AIA changed from a first-to-invent to a first-to-file basis for winning the patent. This runs counter to the American principle of a property right to one’s ideas.

AIA also put the post-grant challenge process, started in 1999, on steroids. Now anyone, with or without standing, may ask the Patent Trial and Appeal Board to invalidate an issued patent, with a low burden of proof. Infringers, hedge fund sharks or anyone can bring patent holders into double-jeopardy-like patent reexamination in this quasi-judicial administrative setting. Judge Randal Rader has called the PTAB a “patent death squad” because it revokes patents 80 percent of the time.

Courts are making it harder to secure a patent, in rulings like KSR v. Teleflex, Bilski v. Kappos and Mayo v. Prometheus. Judicial rulings have also raised the bar for patent owners to win infringement, in such cases as Global-Tech Appliances v. SEB, Abbott Labs v. Sandoz and Quanta Computer v. LG.

Even if an inventor gets a patent, then proves someone is infringing the patent, courts have put permanent injunction against infringers out of reach under eBay v. MercExchange. A patent is supposed to ensure exclusive rights, but if you can’t stop infringers from making, using or selling your invention even when you’ve proven IP theft, where is the private property right to exclusivity?

Agencies like the Federal Trade Commission, myopically fixated on antitrust and unproven theories of patent litigation abuse, miss the core constitutional goal of patents, namely to vest in individual inventors enforceable property rights, which include the right to sell or license that intellectual property. The FTC’s recent “study” of certain patent assertion entities, or PAEs, paints with such a broad brush; it sheds little light on this area of patent litigation.

The FTC lacks sufficient data to draw conclusions, especially with an unrepresentative sample of 22 firms and no data on the potentially abusive practices of large infringers. Making sweeping policy recommendations on such a thin foundation only picks sides in a manner that hurts inventors who have no interest in setting up manufacturing plants and threatens property rights, including the right to buy or license IP.

Meanwhile, countries like China, South Korea and Taiwan take advantage of the FTC’s and U.S. Justice Department’s efforts to weaken the rights and remedies of American patent owners.

These foreign governments enable their countries’ businesses’ theft of U.S. IP. How? By depriving American firms of due process, equating exclusive patent rights with “anticompetitiveness,” and running judicial proceedings based on predetermined outcomes favoring domestic players, rather than the rule of law.

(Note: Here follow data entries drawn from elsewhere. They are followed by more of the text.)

impl TaskEntry {
    fn new(record: TaskRecord) -> Self {
        Self {
            record,
            cancel: CancellationToken::new(),
            join: None,
        }
    }
}

/// What a runner needs to be spawned against a freshly created record
#[derive(Debug, Clone)]
pub struct TaskHandle {
    pub task_id: String,
    pub node_id: String,
    pub cancel: CancellationToken,
}

/// Outcome of merging a snapshot into the live registry
#[derive(Debug, Clone, Copy, Default, PartialEq, Eq)]
pub struct MergeReport {
    pub inserted: usize,
    pub overwritten: usize,
}

// ─────────────────────────────────────────────────────────────────
// Task Registry
// ─────────────────────────────────────────────────────────────────

/// Shared mapping task_id → node_id → record
#[derive(Debug, Default)]
pub struct TaskRegistry {
    tasks: RwLock<HashMap<String, BTreeMap<String, TaskEntry>>>,
}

In Federalist 43, Madison explained that the right to inventions belongs to their inventors, and “the claims of individuals” to their IP rights “fully [coincide]” with the “public good.” The exclusive property right benefits society while inventors enjoy the fruits of their creativity. It worked exceptionally well for about 200 years.

But today, our property rights-centered patent regime is shifting. These changes to America’s once-world-class patent system must be reversed and our course righted if we are to continue as the world leader in invention and creation of new wealth.

 

James Edwards, a consultant on intellectual property, is patent policy adviser to Eagle Forum. The views expressed here are his own.